As a Sergeant First Class at the Joint Prisoner of War/Missing in Action Accounting Command (JPAC), in Hawaii, he deployed to Vietnam, Laos, Korea, Papua New Guinea, and Cambodia to uncover the remains of missing servicemembers.
While at the JPAC, he served as the sole provider for more than 65 team members, and as the team’s senior medical representative, he also provided medical guidance to 43 team augmentees.
Villahermosa was also praised for his work as a Special Forces Senior Medical Sergeant in support of Operation Iraqi Freedom. He executed more than 150 combat operations, including Direct Action missions with partner Iraqi forces. He was a lead instructor during Foreign Internal Defense training, which increased the Iraqis’ ability to conduct unilateral operations.

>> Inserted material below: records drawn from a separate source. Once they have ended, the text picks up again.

// crates/studio-proxy-core/tests/common/env.rs
// =============================================================================
// Module: Test Environment Helpers
// Description: Wrappers for test-only process environment mutation.
// Purpose: Keep env var changes in one place with explicit safety notes.
// =============================================================================

#![allow(unsafe_code, reason = "Test harness mutates process env for proxy settings.")]

/// Sets an environment variable for the current process.
pub fn set_var(key: &str, value: &str) {
    // SAFETY: Called from a single-test binary before any client or server starts.
    unsafe {
        std::env::set_var(key, value);
    }
}

/// Removes an environment variable from the current process.
pub fn remove_var(key: &str) {
    // SAFETY: Called from a single-test binary before any client or server starts.
    unsafe {
        std::env::remove_var(key);
    }
}
// crates/studio-proxy-core/src/models.rs
// ============================================================================
// Module: Model Catalog
// Description: Model list filtering, token limits, and completion ids.
// Purpose: Resolve requested models against the catalog and exclusions.
// Dependencies: rand, serde, serde_json, studio-proxy-config
// ============================================================================

//! ## Overview
//! The model list is a JSON array of [`ModelEntry`] values. Ids listed in the
//! excluded-models file are hidden. When a requested model is unavailable the
//! first catalog model is used, then `DEFAULT_FALLBACK_MODEL_ID`.

// ============================================================================
// SECTION: Imports
// ============================================================================

use std::collections::BTreeSet;
use std::fs;
use std::io::ErrorKind;
use std::path::Path;
use std::time::SystemTime;
use std::time::UNIX_EPOCH;

use rand::RngCore;
use rand::rngs::OsRng;
use serde::Deserialize;
use serde::Serialize;
use studio_proxy_config::ModelConfig;
use thiserror::Error;

use crate::params::DEFAULT_MODEL_MAX_OUTPUT_TOKENS;

// ============================================================================
// SECTION: Types
// ============================================================================

/// One model from the model list.
#[derive(Debug, Clone, PartialEq, Eq, Serialize, Deserialize)]
pub struct ModelEntry {
    /// Model id.
    pub id: String,
    /// Human-readable name.
    #[serde(default)]
    pub display_name: Option<String>,
    /// Output token ceiling reported for the model.
    #[serde(default)]
    pub supported_max_output_tokens: Option<i64>,
}

/// Errors raised while loading model data.
#[derive(Debug, Error)]
pub enum ModelError {
    /// I/O failure while reading a model file.
    #[error("model io error: {0}")]
    Io(String),
    /// Model list is not valid JSON.
    #[error("model list parse error: {0}")]
    Parse(String),
}

/// Model list with exclusions applied.
#[derive(Debug, Clone, Default, PartialEq, Eq)]
pub struct ModelCatalog {
    /// Visible models in list order.
    entries: Vec<ModelEntry>,
    /// Excluded model ids.
    excluded: BTreeSet<String>,
}

// ============================================================================
// SECTION: Catalog
// ============================================================================

impl ModelCatalog {
    /// Builds a catalog, dropping excluded ids and keeping list order.
    #[must_use]
    pub fn new(entries: Vec<ModelEntry>, excluded: BTreeSet<String>) -> Self {
        let entries = entries.into_iter().filter(|entry| !excluded.contains(&entry.id)).collect();
        Self {
            entries,
            excluded,
        }
    }

    /// Returns the visible models.
    #[must_use]
    pub fn entries(&self) -> &[ModelEntry] {
        &self.entries
    }

    /// Returns the visible model with `id`.
    #[must_use]
    pub fn get(&self, id: &str) -> Option<&ModelEntry> {
        self.entries.iter().find(|entry| entry.id == id)
    }

    /// Returns true when `id` is excluded.
    #[must_use]
    pub fn is_excluded(&self, id: &str) -> bool {
        self.excluded.contains(id)
    }

    /// Returns the output token ceiling for `id`.
    #[must_use]
    pub fn max_output_tokens(&self, id: &str) -> u32 {
        self.get(id)
            .and_then(|entry| entry.supported_max_output_tokens)
            .filter(|limit| *limit > 0)
            .and_then(|limit| u32::try_from(limit).ok())
            .unwrap_or(DEFAULT_MODEL_MAX_OUTPUT_TOKENS)
    }

    /// Resolves the model id to use for a request.
    #[must_use]
    pub fn resolve(&self, requested: Option<&str>, config: &ModelConfig) -> String {
        if let Some(id) = requested.map(str::trim).filter(|id| !id.is_empty())
            && self.get(id).is_some()
        {
            return id.to_string();
        }
        self.entries
            .first()
            .map_or_else(|| config.fallback_model_id.clone(), |entry| entry.id.clone())
    }
}

// ============================================================================
// SECTION: Loading
// ============================================================================

/// Parses a JSON model list.
///
/// # Errors
///
/// Returns [`ModelError::Parse`] when the text is not a model array.
pub fn parse_models(text: &str) -> Result<Vec<ModelEntry>, ModelError> {
    serde_json::from_str(text).map_err(|err| ModelError::Parse(err.to_string()))
}

/// Reads a JSON model list from `path`.
///
/// # Errors
///
/// Returns [`ModelError`] when the file cannot be read or parsed.
pub fn load_models(path: &Path) -> Result<Vec<ModelEntry>, ModelError> {
    let text = fs::read_to_string(path).map_err(|err| ModelError::Io(err.to_string()))?;
    parse_models(&text)
}

/// Reads excluded model ids, one per line; a missing file is empty.
///
/// # Errors
///
/// Returns [`ModelError::Io`] when an existing file cannot be read.
pub fn load_excluded_models(path: &Path) -> Result<BTreeSet<String>, ModelError> {
    let text = match fs::read_to_string(path) {
        Ok(text) => text,
        Err(err) if err.kind() == ErrorKind::NotFound => return Ok(BTreeSet::new()),
        Err(err) => return Err(ModelError::Io(err.to_string())),
    };
    Ok(text
        .lines()
        .map(str::trim)
        .filter(|line| !line.is_empty() && !line.starts_with('#'))
        .map(ToString::to_string)
        .collect())
}

/// Builds a chat completion id: prefix, epoch millis, and a random suffix.
#[must_use]
pub fn completion_id(prefix: &str, now: SystemTime) -> String {
    let millis = now.duration_since(UNIX_EPOCH).map(|duration| duration.as_millis()).unwrap_or(0);
    let mut bytes = [0u8; 4];
    OsRng.fill_bytes(&mut bytes);
    format!("{prefix}{millis}-{:08x}", u32::from_be_bytes(bytes))
}

// ============================================================================
// SECTION: Tests
// ============================================================================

Villahermosa developed, coordinated, and taught a comprehensive instruction course to train Iraqi Police Special Weapons and Tactics medics in their combat medical capabilities and trauma response.
Dr. Green-Dixon presented the medallion to Villahermosa, surrounded virtually and in-person by many past O2M3 recipients, including former Army Surgeon General ret. Lt. Gen. (Dr.) Eric Schoomaker and USU President Emeritus Dr. Charles Rice.
“Second lieutenant Villahermosa’s dedication to excellence has enabled world-class medical support to joint training and deployed operations,” said Green-Dixon, who nominated Villahermosa for “his dynamic leadership and medical acumen” that “contributed to increased mission readiness, as well as to the medical enterprise.”
Schoomaker said the following during the ceremony:
“Normally, we would all be clustered behind you, file by and shake your hand. We would all have a word of advice as we went by. I’m trying to think of the dozens, if not hundreds of O2M3s that I’ve been privileged to present this to award to, I can’t think of another time that we’ve given this to a lieutenant or an NCO below the rank of E-8 or possibly E-7, and that’s because it takes such a long time to make a substantial contribution to the AMEDD regiment and the military family. [On] those occasions that you have this medallion on, I think people who are informed will see that you are a very special person, especially given your relative position within the hierarchy.”
“You now have the opportunity throughout the remainder of your career to identify people and inspire them to make the contributions that you have, and to keep your eyes out for those people that you think are bound for the same honor someday. Be very aggressive about encouraging those people.”
“You are exactly the kind of officer that we had in mind when we launched the EMDP2 program,” said Rice. “You are a great example to others. We are very, very proud of you, and this is an honor that you richly deserve.”
“I had no idea that this was going to happen. I’m kind of at a loss for words. I’ve loved serving in the military and being in military medicine as an NCO and as a medical student about to graduate,” Villahermosa said.
“I’m really grateful for the opportunities I’ve been given and that’s something I hope to pay forward for the rest of my career and maybe even after.”